SOME TWENTY YEARS ON, I’ve completely forgotten the results of the test. All I

remember is the school kids walking quietly up the hill and the Chinese teacher. That,

and how to hold my head up with pride.

 

3.

 

THE TOWN WHERE I WENT to high school was a port town, so there were quite a few Chinese around. Not that they seemed any different from the rest of us. Nor did they

have any special traits. They were as different from each other as could be, and in that way they were the same as us. When I think about it, the curious thing about individuals is that their singularity always goes beyond any category or generalization in the book.

     There were several Chinese kids in my class. Some got good grades, others didn't.

There was the cheerful type and the dead-quiet character. One who lived in an almost

palatial spread, another in a sunless one-room-kitchenette walk-up. Really, all sorts.

Though I never did get especially close to any of them I wasn't your let's-make-friends

sort of guy. Japanese or Chinese or anything else, made no difference.

     I did, however, meet up with one of them ten years later, though I probably shouldn't get into that just yet.

     Meanwhile, the scene shifts to Tokyo.

 

MY NEXT CHINESE — that is, not counting those high-school Chinese classmates

whom I didn't especially speak to — was a shy girl I got to know at a part-time job during the spring of my sophomore year.

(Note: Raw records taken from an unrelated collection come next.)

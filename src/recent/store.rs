/// Key-value persistence backends for session state.
///
/// The recent list only needs string get/set under a fixed key, the same shape
/// as browser local storage. [`FileStore`] maps that onto a single JSON object on
/// disk; [`MemoryStore`] keeps everything in process.
use std::collections::HashMap;
use std::fs;
use std::io::Write as _;
use std::path::{Path, PathBuf};

use directories::ProjectDirs;
use log::warn;
use tempfile::NamedTempFile;
use thiserror::Error;

/// File name of the on-disk store inside the data directory.
pub const STORE_FILE: &str = "storage.json";

/// Errors from a persistence backend.
#[derive(Debug, Error)]
pub enum StoreError {
    /// Reading or writing the backing file failed.
    #[error("Storage I/O error: {0}")]
    Io(#[from] std::io::Error),

    /// The backing file exists but is not a JSON object of strings.
    #[error("Storage file is corrupt: {0}")]
    Corrupt(#[from] serde_json::Error),

    /// No location is available for durable storage.
    #[error("No storage location available")]
    Unavailable,
}

/// Minimal string key-value store.
pub trait KeyValueStore {
    /// Read the value stored under `key`, if any.
    ///
    /// # Errors
    ///
    /// Returns `StoreError` if the backend cannot be read.
    fn get(&self, key: &str) -> Result<Option<String>, StoreError>;

    /// Store `value` under `key`, replacing any previous value.
    ///
    /// # Errors
    ///
    /// Returns `StoreError` if the backend cannot be written.
    fn set(&mut self, key: &str, value: &str) -> Result<(), StoreError>;
}

/// In-process store. Contents vanish with the value.
#[derive(Debug, Clone, Default)]
pub struct MemoryStore {
    entries: HashMap<String, String>,
}

impl MemoryStore {
    #[must_use]
    pub fn new() -> Self {
        Self::default()
    }
}

impl KeyValueStore for MemoryStore {
    fn get(&self, key: &str) -> Result<Option<String>, StoreError> {
        Ok(self.entries.get(key).cloned())
    }

    fn set(&mut self, key: &str, value: &str) -> Result<(), StoreError> {
        self.entries.insert(key.to_owned(), value.to_owned());
        Ok(())
    }
}

/// Durable store backed by `<dir>/storage.json`.
///
/// Every `set` is a read-modify-write of the whole file, replaced atomically
/// through a temp file in the same directory.
#[derive(Debug, Clone)]
pub struct FileStore {
    path: PathBuf,
}

impl FileStore {
    /// Store inside `dir`. The directory is created on first write.
    #[must_use]
    pub fn in_dir(dir: &Path) -> Self {
        Self {
            path: dir.join(STORE_FILE),
        }
    }

    /// Store in the platform data directory.
    ///
    /// # Errors
    ///
    /// Returns `StoreError::Unavailable` when no home directory can be resolved.
    pub fn default_location() -> Result<Self, StoreError> {
        default_data_dir()
            .map(|dir| Self::in_dir(&dir))
            .ok_or(StoreError::Unavailable)
    }

    #[must_use]
    pub fn path(&self) -> &Path {
        &self.path
    }

    fn read_all(&self) -> Result<HashMap<String, String>, StoreError> {
        if !self.path.exists() {
            return Ok(HashMap::new());
        }
        let content = fs::read_to_string(&self.path)?;
        if content.trim().is_empty() {
            return Ok(HashMap::new());
        }
        Ok(serde_json::from_str(&content)?)
    }
}

impl KeyValueStore for FileStore {
    fn get(&self, key: &str) -> Result<Option<String>, StoreError> {
        Ok(self.read_all()?.remove(key))
    }

    fn set(&mut self, key: &str, value: &str) -> Result<(), StoreError> {
        // Corrupt contents are discarded on write.
        let mut all = match self.read_all() {
            Ok(all) => all,
            Err(StoreError::Corrupt(_)) => HashMap::new(),
            Err(e) => return Err(e),
        };
        all.insert(key.to_owned(), value.to_owned());

        let parent = match self.path.parent() {
            Some(parent) if !parent.as_os_str().is_empty() => parent,
            _ => Path::new("."),
        };
        fs::create_dir_all(parent)?;
        let json = serde_json::to_string_pretty(&all)?;
        let mut tmp = NamedTempFile::new_in(parent)?;
        tmp.write_all(json.as_bytes())?;
        tmp.flush()?;
        tmp.persist(&self.path).map_err(|e| e.error)?;
        Ok(())
    }
}

/// The store a session writes recents to: on disk when a location exists,
/// in memory otherwise.
#[derive(Debug, Clone)]
pub enum SessionStore {
    File(FileStore),
    Memory(MemoryStore),
}

impl SessionStore {
    /// File store in `dir`, or in the platform data directory when `dir` is
    /// `None`. Falls back to memory when neither is available.
    #[must_use]
    pub fn resolve(dir: Option<&Path>) -> Self {
        let located = match dir {
            Some(dir) => Ok(FileStore::in_dir(dir)),
            None => FileStore::default_location(),
        };
        Self::from_located(located)
    }

    /// Wrap a located file store, falling back to memory on error.
    #[must_use]
    pub fn from_located(located: Result<FileStore, StoreError>) -> Self {
        match located {
            Ok(store) => Self::File(store),
            Err(e) => {
                warn!("Recent: {e}, keeping selections in memory only");
                Self::Memory(MemoryStore::new())
            }
        }
    }

    /// Backing file, if any.
    #[must_use]
    pub fn path(&self) -> Option<&Path> {
        match self {
            Self::File(store) => Some(store.path()),
            Self::Memory(_) => None,
        }
    }
}

impl KeyValueStore for SessionStore {
    fn get(&self, key: &str) -> Result<Option<String>, StoreError> {
        match self {
            Self::File(store) => store.get(key),
            Self::Memory(store) => store.get(key),
        }
    }

    fn set(&mut self, key: &str, value: &str) -> Result<(), StoreError> {
        match self {
            Self::File(store) => store.set(key, value),
            Self::Memory(store) => store.set(key, value),
        }
    }
}

/// Platform data directory for this application.
#[must_use]
pub fn default_data_dir() -> Option<PathBuf> {
    ProjectDirs::from("org", "sun-dashboard", "sunmenu").map(|dirs| dirs.data_dir().to_path_buf())
}

#[cfg(test)]
mod tests {
    use super::*;

    #[test]
    fn test_memory_store() {
        let mut store = MemoryStore::new();
        assert_eq!(store.get("k").unwrap(), None);
        store.set("k", "v1").unwrap();
        store.set("k", "v2").unwrap();
        assert_eq!(store.get("k").unwrap().as_deref(), Some("v2"));
    }

    #[test]
    fn test_file_store_missing_file() {
        let dir = tempfile::tempdir().unwrap();
        let store = FileStore::in_dir(&dir.path().join("nested"));
        assert_eq!(store.get("k").unwrap(), None);
    }

    #[test]
    fn test_file_store_keeps_other_keys() {
        let dir = tempfile::tempdir().unwrap();
        let mut store = FileStore::in_dir(&dir.path().join("nested"));
        store.set("a", "1").unwrap();
        store.set("b", "2").unwrap();

        let reopened = FileStore::in_dir(&dir.path().join("nested"));
        assert_eq!(reopened.get("a").unwrap().as_deref(), Some("1"));
        assert_eq!(reopened.get("b").unwrap().as_deref(), Some("2"));
    }

    #[test]
    fn test_file_store_corrupt() {
        let dir = tempfile::tempdir().unwrap();
        fs::write(dir.path().join(STORE_FILE), "[1, 2").unwrap();
        let mut store = FileStore::in_dir(dir.path());
        assert!(matches!(store.get("k"), Err(StoreError::Corrupt(_))));

        store.set("k", "v").unwrap();
        assert_eq!(store.get("k").unwrap().as_deref(), Some("v"));
    }

    #[test]
    fn test_file_store_write_leaves_no_temp_files() {
        let dir = tempfile::tempdir().unwrap();
        let mut store = FileStore::in_dir(dir.path());
        store.set("a", "1").unwrap();
        store.set("a", "2").unwrap();

        let names: Vec<String> = fs::read_dir(dir.path())
            .unwrap()
            .map(|e| e.unwrap().file_name().to_string_lossy().into_owned())
            .collect();
        assert_eq!(names, [STORE_FILE]);
        let content = fs::read_to_string(store.path()).unwrap();
        let parsed: HashMap<String, String> = serde_json::from_str(&content).unwrap();
        assert_eq!(parsed.get("a").map(String::as_str), Some("2"));
    }

    #[test]
    fn test_session_store_in_dir() {
        let dir = tempfile::tempdir().unwrap();
        let mut store = SessionStore::resolve(Some(dir.path()));
        assert_eq!(store.path(), Some(dir.path().join(STORE_FILE).as_path()));
        store.set("k", "v").unwrap();
        assert_eq!(FileStore::in_dir(dir.path()).get("k").unwrap().as_deref(), Some("v"));
    }

    #[test]
    fn test_session_store_without_location_uses_memory() {
        let mut store = SessionStore::from_located(Err(StoreError::Unavailable));
        assert!(matches!(store, SessionStore::Memory(_)));
        assert_eq!(store.path(), None);
        store.set("k", "v").unwrap();
        assert_eq!(store.get("k").unwrap().as_deref(), Some("v"));
    }
}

She was nineteen, like me, and petite, and pretty. We worked together for three weeks during the break.

     She was exceedingly diligent about work. I did my part, working as hard as I could, I suppose, but whenever I peeked over at her plugging away it was pretty obvious that

her idea and my idea of applying oneself weren't the same animal. I mean, compared to my "If you're going to do something, it's worth doing it well," her inner drive cut closer to the root of humanity. Not that it's much of an explanation, but this drive of hers had the

disturbing urgency of someone whose whole worldly existence was barely held together by that one thread. Most people couldn't possibly keep up with the pace she maintained; sooner or later they would throw up their hands in frustration. The only one who

managed to stick it out to the very end working with her was me.

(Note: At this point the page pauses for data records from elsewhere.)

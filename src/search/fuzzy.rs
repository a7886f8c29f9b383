/// Per-token ranking over catalogue items.
///
/// A token is scored against every searchable field of an item and the best
/// field wins. Scores order first by [`MatchTier`] (exact, then prefix, then
/// substring, then scattered subsequence) and then by the nucleo fuzzy score, so
/// a prefix hit always outranks a fuzzy hit regardless of how tight the fuzzy
/// alignment is.
use nucleo_matcher::{
    Matcher, Utf32Str,
    pattern::{Atom, AtomKind, CaseMatching, Normalization},
};
use serde::Serialize;

use crate::catalogue::SearchableItem;

/// How a token matched a field, weakest first.
#[derive(Debug, Clone, Copy, PartialEq, Eq, PartialOrd, Ord, Hash, Serialize)]
#[serde(rename_all = "lowercase")]
pub enum MatchTier {
    /// Characters appear in order but not contiguously.
    Fuzzy,
    /// Contiguous substring.
    Contains,
    /// Field starts with the token.
    Prefix,
    /// Field equals the token.
    Exact,
}

impl MatchTier {
    #[must_use]
    pub const fn as_str(self) -> &'static str {
        match self {
            Self::Fuzzy => "fuzzy",
            Self::Contains => "contains",
            Self::Prefix => "prefix",
            Self::Exact => "exact",
        }
    }
}

/// Score of one token against one item. Higher is better.
///
/// Field order matters for the derived `Ord`: tier dominates, fuzzy breaks ties.
#[derive(Debug, Clone, Copy, PartialEq, Eq, PartialOrd, Ord, Hash, Serialize)]
pub struct TokenScore {
    pub tier: MatchTier,
    pub fuzzy: u16,
}

/// Scores items against a single query token.
///
/// Owns the nucleo matcher and its scratch buffer so ranking a whole catalogue
/// allocates once.
pub struct TokenMatcher {
    atom: Atom,
    needle: String,
    matcher: Matcher,
    buf: Vec<char>,
}

impl TokenMatcher {
    /// Build a matcher for `token`. Pattern syntax (`^`, `$`, `!`, `'`) is not
    /// interpreted; the token is matched literally.
    #[must_use]
    pub fn new(token: &str) -> Self {
        let atom = Atom::new(
            token,
            CaseMatching::Ignore,
            Normalization::Smart,
            AtomKind::Fuzzy,
            false,
        );
        Self {
            atom,
            needle: token.to_lowercase(),
            matcher: Matcher::new(nucleo_matcher::Config::DEFAULT),
            buf: Vec::new(),
        }
    }

    /// Best score of the token over the item's searchable fields, or `None`
    /// when no field matches.
    pub fn score_item(&mut self, item: &SearchableItem) -> Option<TokenScore> {
        if self.needle.is_empty() {
            return None;
        }
        item.searchable_fields()
            .filter_map(|field| self.score_field(field))
            .max()
    }

    fn score_field(&mut self, field: &str) -> Option<TokenScore> {
        let fuzzy = self
            .atom
            .score(Utf32Str::new(field, &mut self.buf), &mut self.matcher);

        let lower = field.to_lowercase();
        let tier = if lower == self.needle {
            MatchTier::Exact
        } else if lower.starts_with(&self.needle) {
            MatchTier::Prefix
        } else if lower.contains(&self.needle) {
            MatchTier::Contains
        } else if fuzzy.is_some() {
            MatchTier::Fuzzy
        } else {
            return None;
        };

        Some(TokenScore {
            tier,
            fuzzy: fuzzy.unwrap_or(0),
        })
    }
}

/// Rank every item matching `token`, best first.
///
/// Ties keep catalogue order.
#[must_use]
pub fn rank_token<'a>(token: &str, items: &'a [SearchableItem]) -> Vec<(&'a SearchableItem, TokenScore)> {
    let mut matcher = TokenMatcher::new(token);
    let mut scored: Vec<(&SearchableItem, TokenScore)> = items
        .iter()
        .filter_map(|item| matcher.score_item(item).map(|score| (item, score)))
        .collect();

    scored.sort_by(|a, b| b.1.cmp(&a.1));
    scored
}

     Even so, we hardly spoke a word at first. I tried a couple of times to strike up a

conversation, but she didn't seem particularly interested in speaking, so I backed off.

The first time we actually sat down and talked was two weeks after we started working

together. That morning, for half an hour, she 'd been thrown into something of a panic. It was unprecedented for her. The cause of it all was a slight oversight, one small

operation out of order. Sure, it was her fault, her responsibility, if it came to that, but

from where I stood it seemed like a common enough mishap. A momentary lapse and

— glitch! Could have happened to anyone. But not to her. A tiny crack in her head

widened into a fissure, eventually becoming a gaping chasm She wouldn't, she couldn't, take another step. At a total loss for words, she froze in place. She was a sorry sight, a ship sinking slowly in the night sea.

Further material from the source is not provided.